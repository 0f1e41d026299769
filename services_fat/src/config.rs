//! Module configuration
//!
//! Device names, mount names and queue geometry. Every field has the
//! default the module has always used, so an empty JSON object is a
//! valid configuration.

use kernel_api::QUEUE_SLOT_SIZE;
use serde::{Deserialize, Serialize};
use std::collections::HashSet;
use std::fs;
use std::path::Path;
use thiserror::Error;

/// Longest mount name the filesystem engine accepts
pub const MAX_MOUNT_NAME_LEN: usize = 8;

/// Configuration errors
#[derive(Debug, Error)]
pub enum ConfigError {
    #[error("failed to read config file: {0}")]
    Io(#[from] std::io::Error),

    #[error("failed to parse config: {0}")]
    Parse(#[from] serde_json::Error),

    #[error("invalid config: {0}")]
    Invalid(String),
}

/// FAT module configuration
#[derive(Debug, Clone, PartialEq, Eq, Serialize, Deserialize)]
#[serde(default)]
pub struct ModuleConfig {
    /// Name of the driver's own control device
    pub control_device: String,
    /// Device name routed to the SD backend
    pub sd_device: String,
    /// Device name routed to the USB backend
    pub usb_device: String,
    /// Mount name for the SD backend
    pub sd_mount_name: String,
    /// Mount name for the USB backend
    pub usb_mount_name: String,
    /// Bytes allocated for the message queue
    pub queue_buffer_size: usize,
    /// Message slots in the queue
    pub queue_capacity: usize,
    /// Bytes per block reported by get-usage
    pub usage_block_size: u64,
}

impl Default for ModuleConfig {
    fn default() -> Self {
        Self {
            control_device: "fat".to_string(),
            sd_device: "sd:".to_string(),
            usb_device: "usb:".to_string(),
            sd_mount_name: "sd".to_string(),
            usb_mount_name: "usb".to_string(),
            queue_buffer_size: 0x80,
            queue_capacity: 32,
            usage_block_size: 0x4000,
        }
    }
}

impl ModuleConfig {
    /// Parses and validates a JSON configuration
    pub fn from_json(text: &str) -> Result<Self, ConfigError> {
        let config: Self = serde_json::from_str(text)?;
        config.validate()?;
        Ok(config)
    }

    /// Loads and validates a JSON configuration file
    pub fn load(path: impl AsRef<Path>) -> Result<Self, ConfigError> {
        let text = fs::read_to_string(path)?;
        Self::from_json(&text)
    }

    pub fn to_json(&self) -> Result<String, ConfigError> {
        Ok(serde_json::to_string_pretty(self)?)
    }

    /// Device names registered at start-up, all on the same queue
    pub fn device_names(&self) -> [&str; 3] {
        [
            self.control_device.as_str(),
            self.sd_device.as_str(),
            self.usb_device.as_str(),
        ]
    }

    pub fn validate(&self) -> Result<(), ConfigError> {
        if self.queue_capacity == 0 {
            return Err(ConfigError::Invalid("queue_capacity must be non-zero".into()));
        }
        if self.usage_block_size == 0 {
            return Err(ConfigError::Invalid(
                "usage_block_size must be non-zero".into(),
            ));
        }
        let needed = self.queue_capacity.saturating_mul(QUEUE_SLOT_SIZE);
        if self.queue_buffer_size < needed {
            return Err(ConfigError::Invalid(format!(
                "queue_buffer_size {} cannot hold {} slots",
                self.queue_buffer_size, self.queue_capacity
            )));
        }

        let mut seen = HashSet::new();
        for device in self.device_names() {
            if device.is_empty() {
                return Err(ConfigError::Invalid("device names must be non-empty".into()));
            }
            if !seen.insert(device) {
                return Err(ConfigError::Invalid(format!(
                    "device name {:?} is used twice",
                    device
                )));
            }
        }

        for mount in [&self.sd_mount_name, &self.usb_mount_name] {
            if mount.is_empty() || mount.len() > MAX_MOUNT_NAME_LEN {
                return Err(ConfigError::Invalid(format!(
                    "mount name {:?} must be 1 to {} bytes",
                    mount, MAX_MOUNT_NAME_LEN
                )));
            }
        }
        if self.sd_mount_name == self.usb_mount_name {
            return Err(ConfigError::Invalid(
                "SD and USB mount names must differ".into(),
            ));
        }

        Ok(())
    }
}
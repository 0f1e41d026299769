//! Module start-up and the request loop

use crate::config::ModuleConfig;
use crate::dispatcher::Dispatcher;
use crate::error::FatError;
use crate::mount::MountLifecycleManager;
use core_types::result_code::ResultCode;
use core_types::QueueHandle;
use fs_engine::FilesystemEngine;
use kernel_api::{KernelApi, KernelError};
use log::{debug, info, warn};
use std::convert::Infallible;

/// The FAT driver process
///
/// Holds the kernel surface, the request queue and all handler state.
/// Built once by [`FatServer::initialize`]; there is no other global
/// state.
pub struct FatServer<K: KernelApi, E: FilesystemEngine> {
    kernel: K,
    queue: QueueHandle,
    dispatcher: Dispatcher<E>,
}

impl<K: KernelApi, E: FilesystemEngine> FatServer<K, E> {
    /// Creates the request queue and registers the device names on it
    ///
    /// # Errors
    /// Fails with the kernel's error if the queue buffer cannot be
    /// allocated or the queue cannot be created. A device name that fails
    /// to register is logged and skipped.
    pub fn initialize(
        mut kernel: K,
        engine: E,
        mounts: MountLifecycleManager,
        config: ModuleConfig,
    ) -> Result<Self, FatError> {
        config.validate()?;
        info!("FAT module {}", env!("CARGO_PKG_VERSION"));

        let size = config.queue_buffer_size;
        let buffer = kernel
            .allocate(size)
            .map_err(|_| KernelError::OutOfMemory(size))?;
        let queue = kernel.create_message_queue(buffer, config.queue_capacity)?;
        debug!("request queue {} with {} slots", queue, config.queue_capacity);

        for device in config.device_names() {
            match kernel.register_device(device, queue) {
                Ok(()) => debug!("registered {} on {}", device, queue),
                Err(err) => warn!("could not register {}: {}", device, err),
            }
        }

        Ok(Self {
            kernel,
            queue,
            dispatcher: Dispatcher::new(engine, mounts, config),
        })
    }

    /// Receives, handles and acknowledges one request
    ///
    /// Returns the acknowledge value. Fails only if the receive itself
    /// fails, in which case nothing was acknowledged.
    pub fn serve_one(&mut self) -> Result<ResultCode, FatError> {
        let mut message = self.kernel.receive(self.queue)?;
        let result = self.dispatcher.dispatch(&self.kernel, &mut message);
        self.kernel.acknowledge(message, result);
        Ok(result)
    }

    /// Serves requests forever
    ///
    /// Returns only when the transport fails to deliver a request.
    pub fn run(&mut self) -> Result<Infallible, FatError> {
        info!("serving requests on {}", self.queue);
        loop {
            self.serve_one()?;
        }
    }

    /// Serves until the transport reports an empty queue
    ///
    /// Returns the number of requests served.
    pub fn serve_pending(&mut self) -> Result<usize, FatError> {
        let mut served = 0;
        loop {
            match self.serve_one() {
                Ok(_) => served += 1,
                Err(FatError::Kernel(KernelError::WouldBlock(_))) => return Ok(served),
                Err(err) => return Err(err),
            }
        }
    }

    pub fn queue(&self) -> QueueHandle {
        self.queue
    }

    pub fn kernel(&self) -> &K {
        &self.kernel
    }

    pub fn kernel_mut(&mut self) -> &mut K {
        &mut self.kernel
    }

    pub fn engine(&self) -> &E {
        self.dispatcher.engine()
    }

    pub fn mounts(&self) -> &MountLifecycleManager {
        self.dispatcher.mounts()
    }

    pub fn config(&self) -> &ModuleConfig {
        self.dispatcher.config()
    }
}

============

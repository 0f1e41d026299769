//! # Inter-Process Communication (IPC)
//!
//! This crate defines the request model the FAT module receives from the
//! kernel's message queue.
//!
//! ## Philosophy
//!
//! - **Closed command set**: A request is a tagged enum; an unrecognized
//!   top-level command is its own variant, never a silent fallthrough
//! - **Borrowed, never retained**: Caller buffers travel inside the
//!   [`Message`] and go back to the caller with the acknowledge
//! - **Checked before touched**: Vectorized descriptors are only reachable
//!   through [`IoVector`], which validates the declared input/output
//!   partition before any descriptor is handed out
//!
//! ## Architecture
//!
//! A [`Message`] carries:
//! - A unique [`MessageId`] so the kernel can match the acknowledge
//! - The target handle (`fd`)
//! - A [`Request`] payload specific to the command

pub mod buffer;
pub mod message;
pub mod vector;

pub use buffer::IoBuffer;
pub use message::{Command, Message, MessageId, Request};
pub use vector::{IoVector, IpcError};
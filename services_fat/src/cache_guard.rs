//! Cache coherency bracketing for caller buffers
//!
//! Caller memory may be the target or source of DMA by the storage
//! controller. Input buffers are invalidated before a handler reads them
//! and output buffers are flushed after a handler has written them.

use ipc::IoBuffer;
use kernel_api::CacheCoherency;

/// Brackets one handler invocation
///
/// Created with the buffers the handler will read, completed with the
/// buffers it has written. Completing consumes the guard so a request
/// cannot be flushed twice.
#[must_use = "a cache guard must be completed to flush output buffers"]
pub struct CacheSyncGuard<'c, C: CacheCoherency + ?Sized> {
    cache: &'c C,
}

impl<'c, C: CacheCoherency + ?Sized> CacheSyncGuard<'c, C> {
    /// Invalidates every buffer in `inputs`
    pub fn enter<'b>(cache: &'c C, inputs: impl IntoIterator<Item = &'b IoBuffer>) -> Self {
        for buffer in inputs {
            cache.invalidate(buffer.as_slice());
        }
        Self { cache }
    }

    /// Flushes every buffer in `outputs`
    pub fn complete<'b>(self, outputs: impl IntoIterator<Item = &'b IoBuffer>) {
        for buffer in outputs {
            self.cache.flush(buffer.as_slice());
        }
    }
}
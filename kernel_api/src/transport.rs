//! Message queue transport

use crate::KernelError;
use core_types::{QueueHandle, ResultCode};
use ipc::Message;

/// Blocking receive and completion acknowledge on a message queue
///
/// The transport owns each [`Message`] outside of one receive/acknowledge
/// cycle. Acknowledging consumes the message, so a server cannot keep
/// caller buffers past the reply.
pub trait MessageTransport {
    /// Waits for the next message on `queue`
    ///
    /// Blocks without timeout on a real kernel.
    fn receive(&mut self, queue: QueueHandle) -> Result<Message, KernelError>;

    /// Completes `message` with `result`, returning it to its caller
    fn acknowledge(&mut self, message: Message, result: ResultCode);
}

============

WHAT THE TASK REQUIRES — Scan the lines above for the word "them" and copy every one where it occurs.

ANSWER BELOW —
//! controller. Input buffers are invalidated before a handler reads them
//! and output buffers are flushed after a handler has written them.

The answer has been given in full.